Lalelelang had followed the somber recitation in contemplative silence. Now she looked up again. “What did the Human Straat-ien do?”
“He placed himself deliberately between myself and the doorway, announcing with what I believe to be genuine regret that he was going to have to kill me. He was very surprised when I produced from inside a vest pocket a weapon much like his own with which I carefully shot him between the eyes. I am no expert at understanding Human expression but I am sure I am correct in this interpretation. Also, at the critical moment he projected involuntarily, and his consternation was clear in his thoughts. As he had conveniently put his own weapon in one of the deceased General Levaughn’s hands, I was able to place mine in his.

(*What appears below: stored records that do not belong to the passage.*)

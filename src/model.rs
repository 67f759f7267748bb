//! Data models for the Microsoft 365 resources the commands touch.

use serde::{Deserialize, Serialize};
use serde_json::{Map, Value};
use strum::Display;

pub const CHECKLIST_ITEM_ODATA_TYPE: &str = "microsoft.graph.plannerChecklistItem";

/// Kind of directory object a permission is granted to.
#[derive(Debug, Clone, Copy, PartialEq, Eq, Serialize, Deserialize, Display)]
pub enum PrincipalKind {
    User,
    Group,
}

/// A directory object with its canonical identifier.
#[derive(Debug, Clone, PartialEq, Eq, Serialize, Deserialize)]
pub struct Principal {
    pub id: String,
    #[serde(rename = "type")]
    pub kind: PrincipalKind,
}

/// Body of a `modifyPermissions` call.
#[derive(Debug, Clone, PartialEq, Serialize, Deserialize)]
pub struct ModifyPermissionsRequest {
    pub put: Vec<PermissionEntry>,
}

#[derive(Debug, Clone, PartialEq, Serialize, Deserialize)]
pub struct PermissionEntry {
    pub properties: PermissionProperties,
}

#[derive(Debug, Clone, PartialEq, Serialize, Deserialize)]
#[serde(rename_all = "camelCase")]
pub struct PermissionProperties {
    pub principal: Principal,
    pub role_name: String,
}

impl ModifyPermissionsRequest {
    pub fn grant(principal: Principal, role_name: &str) -> Self {
        ModifyPermissionsRequest {
            put: vec![PermissionEntry {
                properties: PermissionProperties {
                    principal,
                    role_name: role_name.to_string(),
                },
            }],
        }
    }
}

/// The parts of `plannerTaskDetails` the checklist commands use.
#[derive(Debug, Clone, PartialEq, Serialize, Deserialize)]
pub struct TaskDetails {
    #[serde(rename = "@odata.etag", default)]
    pub etag: Option<String>,
    #[serde(default)]
    pub id: Option<String>,
    #[serde(default)]
    pub checklist: Map<String, Value>,
}

/// New checklist entry as sent in a PATCH body.
#[derive(Debug, Clone, PartialEq, Serialize, Deserialize)]
#[serde(rename_all = "camelCase")]
pub struct ChecklistItemUpdate {
    #[serde(rename = "@odata.type")]
    pub odata_type: String,
    pub title: String,
    pub is_checked: bool,
}

impl ChecklistItemUpdate {
    pub fn new(title: &str, is_checked: bool) -> Self {
        ChecklistItemUpdate {
            odata_type: CHECKLIST_ITEM_ODATA_TYPE.to_string(),
            title: title.to_string(),
            is_checked,
        }
    }
}

/// One row of the flattened checklist.
#[derive(Debug, Clone, PartialEq, Serialize, Deserialize)]
#[serde(rename_all = "camelCase")]
pub struct ChecklistItem {
    pub id: String,
    pub title: String,
    pub is_checked: bool,
}

impl ChecklistItem {
    /// Value of one output column, `Null` for unknown names.
    pub fn property(&self, name: &str) -> Value {
        match name {
            "id" => Value::String(self.id.clone()),
            "title" => Value::String(self.title.clone()),
            "isChecked" => Value::Bool(self.is_checked),
            _ => Value::Null,
        }
    }

    /// Flattens a checklist map, keyed by item id, into records.
    pub fn from_checklist(checklist: &Map<String, Value>) -> Vec<ChecklistItem> {
        checklist
            .iter()
            .map(|(id, item)| ChecklistItem {
                id: id.clone(),
                title: item
                    .get("title")
                    .and_then(Value::as_str)
                    .unwrap_or_default()
                    .to_string(),
                is_checked: item
                    .get("isChecked")
                    .and_then(Value::as_bool)
                    .unwrap_or(false),
            })
            .collect()
    }
}

#[cfg(test)]
mod tests {
    use super::*;
    use serde_json::json;

    #[test]
    fn test_permission_body_shape() {
        let body = ModifyPermissionsRequest::grant(
            Principal {
                id: "g-123".to_string(),
                kind: PrincipalKind::Group,
            },
            "CanView",
        );
        assert_eq!(
            serde_json::to_value(&body).unwrap(),
            json!({
                "put": [
                    { "properties": { "principal": { "id": "g-123", "type": "Group" }, "roleName": "CanView" } }
                ]
            })
        );
    }

    #[test]
    fn test_task_details_etag() {
        let details: TaskDetails = serde_json::from_value(json!({
            "@odata.etag": "W/\"JzEtVGFza0RldGFpbHMgQEBAQEBAQEBAQEBAQEBBTCc=\"",
            "id": "BC3L9DGJ5UG2UQn4MlEbcZcALpqb"
        }))
        .unwrap();
        assert_eq!(
            details.etag.as_deref(),
            Some("W/\"JzEtVGFza0RldGFpbHMgQEBAQEBAQEBAQEBAQEBBTCc=\"")
        );
        assert!(details.checklist.is_empty());
    }

    #[test]
    fn test_checklist_item_property() {
        let item = ChecklistItem {
            id: "00000000-0000-0000-0000-000000000000".to_string(),
            title: "Checklist item title".to_string(),
            is_checked: true,
        };
        assert_eq!(item.property("title"), json!("Checklist item title"));
        assert_eq!(item.property("isChecked"), json!(true));
        assert_eq!(item.property("orderHint"), Value::Null);
    }

    #[test]
    fn test_checklist_flattening() {
        let checklist = json!({
            "00000000-0000-0000-0000-000000000000": { "title": "Checklist item title", "isChecked": false }
        });
        let items = ChecklistItem::from_checklist(checklist.as_object().unwrap());
        assert_eq!(
            items,
            vec![ChecklistItem {
                id: "00000000-0000-0000-0000-000000000000".to_string(),
                title: "Checklist item title".to_string(),
                is_checked: false,
            }]
        );
    }
}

“He seemed to me to be a very decent and concerned creature, for a Human, and I regretted having to kill him.”
The inner edges of Lalelelang’s beak ground slowly against one another. “Everything you have told me I believe, except that you killed him. You, a Lepar, slaying a Human?”
“It was unavoidable. It would have been better to leave Colonel Straat-ien alive, morally as well as for other reasons. But there are other members of the Core, younger than he, who will take up energetically the task of insuring that their own kind remains peaceful and does not succumb to cunning Amplitur blandishments.”
She appeared not to have heard the last. “You really expect me to believe that you shot a Human? A highly trained soldier like Nevan Straat-ien?”
“There have been times previous where it was nearly required, but not until this incident was it necessary to follow through.”
“The Lepar have never been fighters.”
“That is still so. We hate violence, and are not very good at it. We have to force ourselves. When you are sufficiently frightened you can do many things previously believed impossible, and because we are so insecure we are easily frightened.”
She gestured deliberately at the tiny gun. “Are you pointing that at me because I frighten you?”
“Yes,” said the Lepar with portentous conviction. “The knowledge you possess frightens me terribly.”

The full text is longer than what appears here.